Commercial HIV-1 RNA viral load assays have been routinely used in developed countries to monitor antiretroviral treatment (ART). However, these assays require expensive equipment and reagents, well-trained operators, and established laboratory infrastructure. These requirements restrict their use in resource-limited settings where people are most afflicted with the HIV-1 epidemic. Inexpensive alternatives such as the Ultrasensitive p24 assay, the reverse transcriptase (RT) assay and in-house reverse transcription quantitative polymerase chain reaction (RT-qPCR) have been developed. However, they are still time-consuming, technologically complex and inappropriate for decentralized laboratories as point-of-care (POC) tests. Recent advances in microfluidics and nanotechnology offer new strategies to develop low-cost, rapid, robust and simple HIV-1 viral load monitoring systems. We review state-of-the-art technologies used for HIV-1 viral load monitoring in both developed and developing settings. Emerging approaches based on microfluidics and nanotechnology, which have potential to be integrated into POC HIV-1 viral load assays, are also discussed.

Figure 1. Global distribution of HIV-1 infection in 2007 (adapated from UNAIDS, 2008)

By the end of 2007, it is estimated that 33 million people were infected with HIV-1. Sub-Saharan Africa accounts for 67 % of infections, with prevalence in adults up to 28 %. Main subtypes are shown as previously reported (Taylor et al., 2008).

Figure 2. Diagnostic markers during the natural course of HIV-1 infection (adapted from Chang et al., 2006)

The natural course of HIV-1 infection can be divided into three stages: seroconversion, asymptomatic and symptomatic. HIV-1 RNA (red line) peaks during seroconversion, then decreases and remains at a low level and shows no clinical symptoms. HIV-1 p24 antigen (blue triangles) demonstrates the same trend as HIV-1 RNA. HIV-1 specific antibody (green circles) is produced during seroconversion and reaches a plateau at the asymptomatic stage. The number of CD4⁺ cells (black squares) drops rapidly and rebounds during seroconversion and it gradually decrease as AIDS develops.

Figure 3. Schematic illustration of the TaqMan technology for quantification (reproduced from Liegler and Grant, 2006)

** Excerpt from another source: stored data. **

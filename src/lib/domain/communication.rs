//! Outbound email: the message model, the sending seam and its error type

pub mod errors;
pub mod mailer;

pub use errors::{EmailError, SendContext};
pub use mailer::{
    message::{Email, EmailFields, Recipients},
    Mailer,
};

(A) Principle for PCR amplification and the TaqMan probe. In each cycle of PCR, a new DNA fragment is amplified by DNA polymerase with the aid of forward and reverse primers. During amplification, a TaqMan probe binding to the DNA template is digested by DNA polymerase, releasing fluorescence. (B) Amplification plots of quantification standards and an unknown sample. Six external standards are amplified in parallel with an unknown sample. The increase of fluorescence from each reaction is recorded during the amplification. (C) Quantification of the unknown sample by comparing with the standard curve. The C_T values (where fluorescence of each reaction exceeds the background) of quantification standards are plotted against HIV-1 viral load. The viral load of the unknown sample is indicated by the green check.

Figure 4. Schematic illustration of the BCA technology for DNA detection (reproduced from Nam et al., 2003)

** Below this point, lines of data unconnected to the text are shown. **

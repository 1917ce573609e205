//! Amazon SES email service implementation

use async_trait::async_trait;
use tracing::{debug, info, warn};

use crate::{
    domain::communication::{Email, EmailError, EmailFields, Mailer, SendContext},
    infrastructure::config::EmailConfig,
};

mod client;
mod request;

pub use client::{SesClient, SesClientError, SesV2Client};
pub use request::{SendEmailRequest, CHARSET};

/// SES mailer
///
/// Sends its email through the SES `SendEmail` API using the ambient AWS
/// credentials. No SMTP credentials needed.
#[derive(Debug)]
pub struct SesMailer<C = SesV2Client> {
    client: C,
    email: Email,
}

impl SesMailer {
    /// Create a new SES mailer for `region`
    ///
    /// An empty `region` and empty `fields` are taken from `config`.
    pub async fn new(region: &str, fields: EmailFields, config: &EmailConfig) -> Self {
        let region = region_or_default(region, config);
        let client = SesV2Client::new(region, config.ses.max_attempts).await;

        debug!(
            region,
            max_attempts = config.ses.max_attempts,
            "SES client ready"
        );

        Self::with_client(client, fields, config)
    }
}

impl<C: SesClient> SesMailer<C> {
    /// Create a new SES mailer that sends through `client`
    pub fn with_client(client: C, fields: EmailFields, config: &EmailConfig) -> Self {
        Self {
            client,
            email: Email::new(fields, &config.message.fields()),
        }
    }

    /// The request this mailer sends
    pub fn request(&self) -> SendEmailRequest {
        SendEmailRequest::from(&self.email)
    }

    async fn deliver(&self) -> Result<String, EmailError> {
        if self.email.recipients().is_empty() {
            return Err(EmailError::new("no recipients"));
        }

        Ok(self.client.send_email(&self.request()).await?)
    }
}

#[async_trait]
impl<C: SesClient> Mailer for SesMailer<C> {
    async fn send(&self) -> Result<(), EmailError> {
        match self.deliver().await {
            Ok(message_id) => {
                info!(%message_id, "Email sent.");
                Ok(())
            }
            Err(err) => {
                let context = SendContext::new(&self.email, "");

                warn!(
                    error = %err,
                    sender = %context.sender,
                    sender_name = %context.sender_name,
                    subject = %context.subject,
                    recipients = ?context.recipients,
                    "SES send failed"
                );

                Err(err.with_context(context))
            }
        }
    }

    fn email(&self) -> &Email {
        &self.email
    }
}

fn region_or_default<'a>(region: &'a str, config: &'a EmailConfig) -> &'a str {
    if region.is_empty() {
        &config.ses.region
    } else {
        region
    }
}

(A) Functionalization of gold nanoparticles (NPs) and magnetic microparticles (MMPs). NPs (in pink) are dual-labeled with polyclonal antibody against prostate-specific antigen (PSA, in blue) and many copies of barcode DNA (in green). MMPs (in grey) are heavily conjugated to PSA monoclonal antibody (in red). (B) Barcode DNA mediated protein separation and scanometric detection with/without nucleic acid amplification by PCR.

Figure 5. A microfluidics-based viral load device to capture and image HIV-1 particles (adapted from Kim et al., 2009)

(A) A top-down image of a microfluidic device containing whole blood. (B) Schematic illustration of the HIV-1 capturing/imaging strategy. On a glass slide, anti-gp120 antibody is immobilized. HIV-1 particles, which have gp120 antigen protruding on the surface, are captured via specific antigen-antibody interaction. The captured particles are then co-recognized by biotinylated anti-gp120 and ConA lectin, which are conjugated to quantum dots 525 (solid green circle) and 655 (solid red circle), respectively. (C–D) Under a fluorescence microscope, HIV-1 particles are identified by co-located green and red light, and quantified using an imaging system. (E–F) SEM images of the captured HIV particle with Qdot525/anti-gp120 antibody.